Victorian Literature
Time period: 1837-1901 (during Queen Victoria's reign). Defining characteristics: Works reflect the complexities of the society, including the conflict between progress and poverty, and the strong moral and religious codes of the period.
Realism
Time period: Mid-19th Century to early 20th Century. Defining characteristics: Focus on everyday life and society, avoiding romanticizing or dramatizing subjects. Often includes detailed character development and social critique.
Harlem Renaissance
Time period: 1920s to the mid-1930s. Defining characteristics: Cultural movement among African Americans, emphasizing black pride and creativity.
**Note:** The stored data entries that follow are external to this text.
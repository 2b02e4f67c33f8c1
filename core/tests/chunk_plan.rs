use std::collections::HashSet;

use pikuseru_core::chunk::{plan_chunks, CHUNK_SIZE};
use pikuseru_core::viewport::Viewport;
use pikuseru_core::{CANVAS_HEIGHT, CANVAS_WIDTH};

fn viewport(x: u32, y: u32, size: u32) -> Viewport {
    Viewport { x, y, size }
}

fn empty() -> HashSet<String> {
    HashSet::new()
}

#[test]
fn plans_center_out() {
    let plan = plan_chunks(&viewport(0, 0, 10), true, &empty(), &empty());
    assert!(!plan.is_empty());
    // The chunk under the viewport center loads first.
    assert_eq!(plan[0].key(), "5-5-9-9");

    let center = viewport(0, 0, 10).center();
    let mut last = 0.0_f64;
    for chunk in &plan {
        let (cx, cy) = chunk.center();
        let distance = ((cx - center.0).powi(2) + (cy - center.1).powi(2)).sqrt();
        assert!(distance >= last - 1e-9);
        last = distance;
    }
}

#[test]
fn chunks_never_leave_the_canvas() {
    let plan = plan_chunks(
        &viewport(CANVAS_WIDTH - 10, CANVAS_HEIGHT - 10, 10),
        false,
        &empty(),
        &empty(),
    );
    assert!(!plan.is_empty());
    for chunk in &plan {
        assert!(chunk.x0 <= chunk.x1);
        assert!(chunk.y0 <= chunk.y1);
        assert!(chunk.x1 < CANVAS_WIDTH);
        assert!(chunk.y1 < CANVAS_HEIGHT);
        assert_eq!(chunk.x0 % CHUNK_SIZE, 0);
        assert_eq!(chunk.y0 % CHUNK_SIZE, 0);
    }
}

#[test]
fn loaded_and_loading_chunks_are_skipped() {
    let view = viewport(0, 0, 10);
    let plan = plan_chunks(&view, true, &empty(), &empty());
    let total = plan.len();

    let mut loaded = HashSet::new();
    loaded.insert(plan[0].key());
    let mut loading = HashSet::new();
    loading.insert(plan[1].key());

    let replanned = plan_chunks(&view, true, &loaded, &loading);
    assert_eq!(replanned.len(), total - 2);
    for chunk in &replanned {
        assert!(!loaded.contains(&chunk.key()));
        assert!(!loading.contains(&chunk.key()));
    }
}

#[test]
fn grid_alignment_keeps_keys_stable_across_passes() {
    let first = viewport(0, 0, 10);
    let loaded: HashSet<String> = plan_chunks(&first, true, &empty(), &empty())
        .iter()
        .map(|chunk| chunk.key())
        .collect();

    // Panning two cells only exposes the newly uncovered chunk column.
    let shifted = viewport(2, 0, 10);
    let plan = plan_chunks(&shifted, true, &loaded, &empty());
    assert_eq!(plan.len(), 3);
    for chunk in &plan {
        assert_eq!(chunk.x0, 15);
        assert!(!loaded.contains(&chunk.key()));
    }
}

#[test]
fn keys_are_distinct_within_a_pass() {
    let plan = plan_chunks(&viewport(47, 33, 25), false, &empty(), &empty());
    let keys: HashSet<String> = plan.iter().map(|chunk| chunk.key()).collect();
    assert_eq!(keys.len(), plan.len());
}
//! Externally supplied endpoints, baked in at build time with testnet
//! defaults, plus the small persisted boot preferences blob.

use serde::{Deserialize, Serialize};

const DEFAULT_CONTRACT_ADDRESS: &str = "0x82d0b70ad6fcdb8aad6048f86afca83d69f556b9";
const DEFAULT_RPC_URL: &str = "https://testnet-rpc.monad.xyz";
const DEFAULT_EXPLORER_TX_BASE: &str = "https://testnet.monadexplorer.com/tx/";
const DEFAULT_INDEXER_BASE: &str = "/api/indexer";
const DEFAULT_HEALTH_URL: &str = "/api/health";

#[derive(Clone, Debug, PartialEq, Eq)]
pub(crate) struct AppConfig {
    pub(crate) contract_address: String,
    pub(crate) rpc_url: String,
    pub(crate) explorer_tx_base: String,
    pub(crate) indexer_base: String,
    pub(crate) health_url: String,
}

impl AppConfig {
    pub(crate) fn explorer_tx_url(&self, tx_hash: &str) -> String {
        format!("{}{tx_hash}", self.explorer_tx_base)
    }
}

fn pick(primary: Option<&str>, trunk: Option<&str>, default_value: &str) -> String {
    for candidate in [primary, trunk].into_iter().flatten() {
        let trimmed = candidate.trim();
        if !trimmed.is_empty() {
            return trimmed.to_string();
        }
    }
    default_value.to_string()
}

pub(crate) fn load() -> AppConfig {
    AppConfig {
        contract_address: pick(
            option_env!("PIKUSERU_CONTRACT_ADDRESS"),
            option_env!("TRUNK_PUBLIC_PIKUSERU_CONTRACT_ADDRESS"),
            DEFAULT_CONTRACT_ADDRESS,
        ),
        rpc_url: pick(
            option_env!("PIKUSERU_RPC_URL"),
            option_env!("TRUNK_PUBLIC_PIKUSERU_RPC_URL"),
            DEFAULT_RPC_URL,
        ),
        explorer_tx_base: pick(
            option_env!("PIKUSERU_EXPLORER_TX_BASE"),
            option_env!("TRUNK_PUBLIC_PIKUSERU_EXPLORER_TX_BASE"),
            DEFAULT_EXPLORER_TX_BASE,
        ),
        indexer_base: pick(
            option_env!("PIKUSERU_INDEXER_BASE"),
            option_env!("TRUNK_PUBLIC_PIKUSERU_INDEXER_BASE"),
            DEFAULT_INDEXER_BASE,
        ),
        health_url: pick(
            option_env!("PIKUSERU_HEALTH_URL"),
            option_env!("TRUNK_PUBLIC_PIKUSERU_HEALTH_URL"),
            DEFAULT_HEALTH_URL,
        ),
    }
}

/// Boot preferences persisted across sessions. Canvas state itself is
/// never persisted locally; the chain is the source of truth.
#[derive(Clone, Debug, Default, PartialEq, Serialize, Deserialize)]
pub(crate) struct BootPrefs {
    #[serde(default)]
    pub(crate) show_sidebar: Option<bool>,
    #[serde(default)]
    pub(crate) last_position: Option<(u32, u32)>,
}

#[cfg(target_arch = "wasm32")]
const PREFS_KEY: &str = "pikuseru.prefs";

#[cfg(target_arch = "wasm32")]
pub(crate) fn load_prefs() -> BootPrefs {
    let Some(storage) = web_sys::window().and_then(|window| window.local_storage().ok().flatten())
    else {
        return BootPrefs::default();
    };
    storage
        .get_item(PREFS_KEY)
        .ok()
        .flatten()
        .and_then(|raw| serde_json::from_str(&raw).ok())
        .unwrap_or_default()
}

#[cfg(target_arch = "wasm32")]
pub(crate) fn update_prefs(mutate: impl FnOnce(&mut BootPrefs)) {
    let Some(storage) = web_sys::window().and_then(|window| window.local_storage().ok().flatten())
    else {
        return;
    };
    let mut prefs = load_prefs();
    mutate(&mut prefs);
    if let Ok(raw) = serde_json::to_string(&prefs) {
        let _ = storage.set_item(PREFS_KEY, &raw);
    }
}

/// One GET against the backend health endpoint before the indexer-backed
/// views are enabled. The canvas itself works without it.
#[cfg(target_arch = "wasm32")]
pub(crate) async fn backend_healthy(config: &AppConfig) -> bool {
    match gloo::net::http::Request::get(&config.health_url).send().await {
        Ok(response) => response.ok(),
        Err(_) => false,
    }
}

#[cfg(test)]
mod tests {
    use super::*;

    #[test]
    fn pick_prefers_nonempty_values() {
        assert_eq!(pick(Some("a"), Some("b"), "c"), "a");
        assert_eq!(pick(Some("  "), Some("b"), "c"), "b");
        assert_eq!(pick(None, None, "c"), "c");
    }

    #[test]
    fn explorer_url_joins_base_and_hash() {
        let config = load();
        assert!(config.explorer_tx_url("0xabc").ends_with("/tx/0xabc"));
    }
}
Works often confront racial issues and celebrate African American culture.
Neo-Classicism
Time period: Late 17th Century to early 19th Century. Defining characteristics: Inspired by the classical art and culture of ancient Greece and Rome. Emphasis on order, logic, restrained emotion, and adherence to recognized standards.
Enlightenment
Time period: 18th Century. Defining characteristics: Intellectual movement that emphasized reason, individualism, and skepticism. Literature focused on the pursuit of truth, challenging superstitions and traditional authorities.
Romanticism
Time period: Late 18th Century to mid-19th Century. Defining characteristics: Emphasis on emotion, individualism, and nature. Reaction against the industrial revolution and the rationalism of the Enlightenment.
Transcendentalism
Time period: Mid-19th Century. Defining characteristics: Originating in the United States, focuses on the goodness of people and nature. Emphasizes intuition, spirituality, and self-reliance.
Dadaism
Time period: Early 20th Century, around World War I. Defining characteristics: An art movement marked by its mockery of materialistic and nationalistic attitudes; it used absurdity and irreverence to critique conventional art and society.
Beat Generation
Time period: 1950s. Defining characteristics: Emphasis on spontaneity, open expression of sexuality, and rejection of standard narrative values. Associated with non-conformity and rejection of standard societal norms.
Minimalism
Time period: Late 20th Century. Defining characteristics: A style that is stripped down to its essential elements, offering a direct and unadorned narrative. Employs brevity and suggests rather than describes.
Futurism
Time period: Early 20th Century. Defining characteristics: Avant-garde movement emphasizing speed, technology, youth, and violence. Celebrated the dynamism of modern life and scorned artistic and political tradition.